Write out the full listing again. Make no alterations.
________________
//! Concrete field storages.
//!
//! Both storages are shared handles: cloning one yields another handle to the
//! same memory, the way data stores behave in the grid library. The harness
//! only requires the [`Field`] capability set from them; they share no base
//! type.

use std::sync::Arc;

use parking_lot::{Mutex, RwLock};

use crate::field::Field;
use crate::types::{Element, StorageMeta};

// ---------------------------------------------------------------------------
// HostField<T>
// ---------------------------------------------------------------------------

/// Field whose memory always lives on the host.
#[derive(Clone)]
pub struct HostField<T: Element> {
    name: Arc<str>,
    meta: StorageMeta,
    data: Arc<RwLock<Vec<T>>>,
}

impl<T: Element> HostField<T> {
    /// Allocate a zero-initialised field.
    pub fn new(name: &str, meta: StorageMeta) -> Self {
        Self::filled(name, meta, T::default())
    }

    /// Allocate a field with every element set to `value`.
    pub fn filled(name: &str, meta: StorageMeta, value: T) -> Self {
        Self {
            name: Arc::from(name),
            meta,
            data: Arc::new(RwLock::new(vec![value; meta.numel()])),
        }
    }

    /// Allocate a field initialised from `f(i, j, k)`.
    pub fn from_fn(name: &str, meta: StorageMeta, f: impl Fn(usize, usize, usize) -> T) -> Self {
        let field = Self::new(name, meta);
        {
            let mut data = field.data.write();
            let ext = meta.extents();
            for i in 0..ext.i {
                for j in 0..ext.j {
                    for k in 0..ext.k {
                        data[meta.offset(i, j, k)] = f(i, j, k);
                    }
                }
            }
        }
        field
    }

    /// Copy of the raw buffer.
    pub fn to_vec(&self) -> Vec<T> {
        self.data.read().clone()
    }
}

impl<T: Element> Field for HostField<T> {
    type Elem = T;

    fn name(&self) -> &str {
        &self.name
    }

    fn meta(&self) -> StorageMeta {
        self.meta
    }

    fn sync(&self) {}

    fn get(&self, i: usize, j: usize, k: usize) -> T {
        self.data.read()[self.meta.offset(i, j, k)]
    }

    fn set(&self, i: usize, j: usize, k: usize, value: T) {
        let idx = self.meta.offset(i, j, k);
        self.data.write()[idx] = value;
    }

    fn with_host_data<R>(&self, f: impl FnOnce(&[T]) -> R) -> R {
        f(&self.data.read())
    }

    fn with_host_data_mut<R>(&self, f: impl FnOnce(&mut [T]) -> R) -> R {
        f(&mut self.data.write())
    }

    fn deep_copy(&self) -> Self {
        Self {
            name: Arc::clone(&self.name),
            meta: self.meta,
            data: Arc::new(RwLock::new(self.to_vec())),
        }
    }
}

impl<T: Element> std::fmt::Debug for HostField<T> {
    fn fmt(&self, f: &mut std::fmt::Formatter<'_>) -> std::fmt::Result {
        f.debug_struct("HostField")
            .field("name", &self.name)
            .field("meta", &self.meta)
            .finish_non_exhaustive()
    }
}

// ---------------------------------------------------------------------------
// DeviceField<T>
// ---------------------------------------------------------------------------

/// Which side of a mirrored field holds the newest data.
#[derive(Clone, Copy, Debug, PartialEq, Eq)]
pub enum Residency {
    Synced,
    HostModified,
    DeviceModified,
}

struct Mirror<T> {
    host: Vec<T>,
    device: Vec<T>,
    state: Residency,
    transfers: usize,
}

/// Field with a device buffer and a host mirror.
///
/// Host accessors read and write the mirror. Device kernels run through
/// [`DeviceField::on_device`]. [`Field::sync`] copies the newer side over the
/// older one; host writes made while the device side is newer win on the next
/// sync.
#[derive(Clone)]
pub struct DeviceField<T: Element> {
    name: Arc<str>,
    meta: StorageMeta,
    mirror: Arc<Mutex<Mirror<T>>>,
}

impl<T: Element> DeviceField<T> {
    pub fn new(name: &str, meta: StorageMeta) -> Self {
        Self::filled(name, meta, T::default())
    }

    pub fn filled(name: &str, meta: StorageMeta, value: T) -> Self {
        let n = meta.numel();
        Self {
            name: Arc::from(name),
            meta,
            mirror: Arc::new(Mutex::new(Mirror {
                host: vec![value; n],
                device: vec![value; n],
                state: Residency::Synced,
                transfers: 0,
            })),
        }
    }

    /// Run a "kernel" over the device buffer. Marks the host mirror stale.
    pub fn on_device<R>(&self, f: impl FnOnce(&StorageMeta, &mut [T]) -> R) -> R {
        let mut mirror = self.mirror.lock();
        mirror.state = Residency::DeviceModified;
        f(&self.meta, &mut mirror.device)
    }

    pub fn residency(&self) -> Residency {
        self.mirror.lock().state
    }

    /// Number of host/device copies performed so far.
    pub fn transfers(&self) -> usize {
        self.mirror.lock().transfers
    }
}

impl<T: Element> Field for DeviceField<T> {
    type Elem = T;

    fn name(&self) -> &str {
        &self.name
    }

    fn meta(&self) -> StorageMeta {
        self.meta
    }

    fn sync(&self) {
        let mut mirror = self.mirror.lock();
        let Mirror {
            host,
            device,
            state,
            transfers,
        } = &mut *mirror;
        match *state {
            Residency::Synced => return,
            Residency::DeviceModified => host.copy_from_slice(device.as_slice()),
            Residency::HostModified => device.copy_from_slice(host.as_slice()),
        }
        *state = Residency::Synced;
        *transfers += 1;
    }

    fn get(&self, i: usize, j: usize, k: usize) -> T {
        self.mirror.lock().host[self.meta.offset(i, j, k)]
    }

    fn set(&self, i: usize, j: usize, k: usize, value: T) {
        let idx = self.meta.offset(i, j, k);
        let mut mirror = self.mirror.lock();
        mirror.host[idx] = value;
        mirror.state = Residency::HostModified;
    }

    fn with_host_data<R>(&self, f: impl FnOnce(&[T]) -> R) -> R {
        f(&self.mirror.lock().host)
    }

    fn with_host_data_mut<R>(&self, f: impl FnOnce(&mut [T]) -> R) -> R {
        let mut mirror = self.mirror.lock();
        mirror.state = Residency::HostModified;
        f(&mut mirror.host)
    }

    fn deep_copy(&self) -> Self {
        self.sync();
        let host = self.mirror.lock().host.clone();
        Self {
            name: Arc::clone(&self.name),
            meta: self.meta,
            mirror: Arc::new(Mutex::new(Mirror {
                device: host.clone(),
                host,
                state: Residency::Synced,
                transfers: 0,
            })),
        }
    }
}

impl<T: Element> std::fmt::Debug for DeviceField<T> {
    fn fmt(&self, f: &mut std::fmt::Formatter<'_>) -> std::fmt::Result {
        f.debug_struct("DeviceField")
            .field("name", &self.name)
            .field("meta", &self.meta)
            .field("residency", &self.residency())
            .finish_non_exhaustive()
    }
}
________________
* **RESULT**:
//! Concrete field storages.
//!
//! Both storages are shared handles: cloning one yields another handle to the
//! same memory, the way data stores behave in the grid library. The harness
//! only requires the [`Field`] capability set from them; they share no base
//! type.

use std::sync::Arc;

use parking_lot::{Mutex, RwLock};

use crate::field::Field;
use crate::types::{Element, StorageMeta};

// ---------------------------------------------------------------------------
// HostField<T>
// ---------------------------------------------------------------------------

/// Field whose memory always lives on the host.
#[derive(Clone)]
pub struct HostField<T: Element> {
    name: Arc<str>,
    meta: StorageMeta,
    data: Arc<RwLock<Vec<T>>>,
}

impl<T: Element> HostField<T> {
    /// Allocate a zero-initialised field.
    pub fn new(name: &str, meta: StorageMeta) -> Self {
        Self::filled(name, meta, T::default())
    }

    /// Allocate a field with every element set to `value`.
    pub fn filled(name: &str, meta: StorageMeta, value: T) -> Self {
        Self {
            name: Arc::from(name),
            meta,
            data: Arc::new(RwLock::new(vec![value; meta.numel()])),
        }
    }

    /// Allocate a field initialised from `f(i, j, k)`.
    pub fn from_fn(name: &str, meta: StorageMeta, f: impl Fn(usize, usize, usize) -> T) -> Self {
        let field = Self::new(name, meta);
        {
            let mut data = field.data.write();
            let ext = meta.extents();
            for i in 0..ext.i {
                for j in 0..ext.j {
                    for k in 0..ext.k {
                        data[meta.offset(i, j, k)] = f(i, j, k);
                    }
                }
            }
        }
        field
    }

    /// Copy of the raw buffer.
    pub fn to_vec(&self) -> Vec<T> {
        self.data.read().clone()
    }
}

impl<T: Element> Field for HostField<T> {
    type Elem = T;

    fn name(&self) -> &str {
        &self.name
    }

    fn meta(&self) -> StorageMeta {
        self.meta
    }

    fn sync(&self) {}

    fn get(&self, i: usize, j: usize, k: usize) -> T {
        self.data.read()[self.meta.offset(i, j, k)]
    }

    fn set(&self, i: usize, j: usize, k: usize, value: T) {
        let idx = self.meta.offset(i, j, k);
        self.data.write()[idx] = value;
    }

    fn with_host_data<R>(&self, f: impl FnOnce(&[T]) -> R) -> R {
        f(&self.data.read())
    }

    fn with_host_data_mut<R>(&self, f: impl FnOnce(&mut [T]) -> R) -> R {
        f(&mut self.data.write())
    }

    fn deep_copy(&self) -> Self {
        Self {
            name: Arc::clone(&self.name),
            meta: self.meta,
            data: Arc::new(RwLock::new(self.to_vec())),
        }
    }
}

impl<T: Element> std::fmt::Debug for HostField<T> {
    fn fmt(&self, f: &mut std::fmt::Formatter<'_>) -> std::fmt::Result {
        f.debug_struct("HostField")
            .field("name", &self.name)
            .field("meta", &self.meta)
            .finish_non_exhaustive()
    }
}

// ---------------------------------------------------------------------------
// DeviceField<T>
// ---------------------------------------------------------------------------

/// Which side of a mirrored field holds the newest data.
#[derive(Clone, Copy, Debug, PartialEq, Eq)]
pub enum Residency {
    Synced,
    HostModified,
    DeviceModified,
}

struct Mirror<T> {
    host: Vec<T>,
    device: Vec<T>,
    state: Residency,
    transfers: usize,
}

/// Field with a device buffer and a host mirror.
///
/// Host accessors read and write the mirror. Device kernels run through
/// [`DeviceField::on_device`]. [`Field::sync`] copies the newer side over the
/// older one; host writes made while the device side is newer win on the next
/// sync.
#[derive(Clone)]
pub struct DeviceField<T: Element> {
    name: Arc<str>,
    meta: StorageMeta,
    mirror: Arc<Mutex<Mirror<T>>>,
}

impl<T: Element> DeviceField<T> {
    pub fn new(name: &str, meta: StorageMeta) -> Self {
        Self::filled(name, meta, T::default())
    }

    pub fn filled(name: &str, meta: StorageMeta, value: T) -> Self {
        let n = meta.numel();
        Self {
            name: Arc::from(name),
            meta,
            mirror: Arc::new(Mutex::new(Mirror {
                host: vec![value; n],
                device: vec![value; n],
                state: Residency::Synced,
                transfers: 0,
            })),
        }
    }

    /// Run a "kernel" over the device buffer. Marks the host mirror stale.
    pub fn on_device<R>(&self, f: impl FnOnce(&StorageMeta, &mut [T]) -> R) -> R {
        let mut mirror = self.mirror.lock();
        mirror.state = Residency::DeviceModified;
        f(&self.meta, &mut mirror.device)
    }

    pub fn residency(&self) -> Residency {
        self.mirror.lock().state
    }

    /// Number of host/device copies performed so far.
    pub fn transfers(&self) -> usize {
        self.mirror.lock().transfers
    }
}

impl<T: Element> Field for DeviceField<T> {
    type Elem = T;

    fn name(&self) -> &str {
        &self.name
    }

    fn meta(&self) -> StorageMeta {
        self.meta
    }

    fn sync(&self) {
        let mut mirror = self.mirror.lock();
        let Mirror {
            host,
            device,
            state,
            transfers,
        } = &mut *mirror;
        match *state {
            Residency::Synced => return,
            Residency::DeviceModified => host.copy_from_slice(device.as_slice()),
            Residency::HostModified => device.copy_from_slice(host.as_slice()),
        }
        *state = Residency::Synced;
        *transfers += 1;
    }

    fn get(&self, i: usize, j: usize, k: usize) -> T {
        self.mirror.lock().host[self.meta.offset(i, j, k)]
    }

    fn set(&self, i: usize, j: usize, k: usize, value: T) {
        let idx = self.meta.offset(i, j, k);
        let mut mirror = self.mirror.lock();
        mirror.host[idx] = value;
        mirror.state = Residency::HostModified;
    }

    fn with_host_data<R>(&self, f: impl FnOnce(&[T]) -> R) -> R {
        f(&self.mirror.lock().host)
    }

    fn with_host_data_mut<R>(&self, f: impl FnOnce(&mut [T]) -> R) -> R {
        let mut mirror = self.mirror.lock();
        mirror.state = Residency::HostModified;
        f(&mut mirror.host)
    }

    fn deep_copy(&self) -> Self {
        self.sync();
        let host = self.mirror.lock().host.clone();
        Self {
            name: Arc::clone(&self.name),
            meta: self.meta,
            mirror: Arc::new(Mutex::new(Mirror {
                device: host.clone(),
                host,
                state: Residency::Synced,
                transfers: 0,
            })),
        }
    }
}

impl<T: Element> std::fmt::Debug for DeviceField<T> {
    fn fmt(&self, f: &mut std::fmt::Formatter<'_>) -> std::fmt::Result {
        f.debug_struct("DeviceField")
            .field("name", &self.name)
            .field("meta", &self.meta)
            .field("residency", &self.residency())
            .finish_non_exhaustive()
    }
}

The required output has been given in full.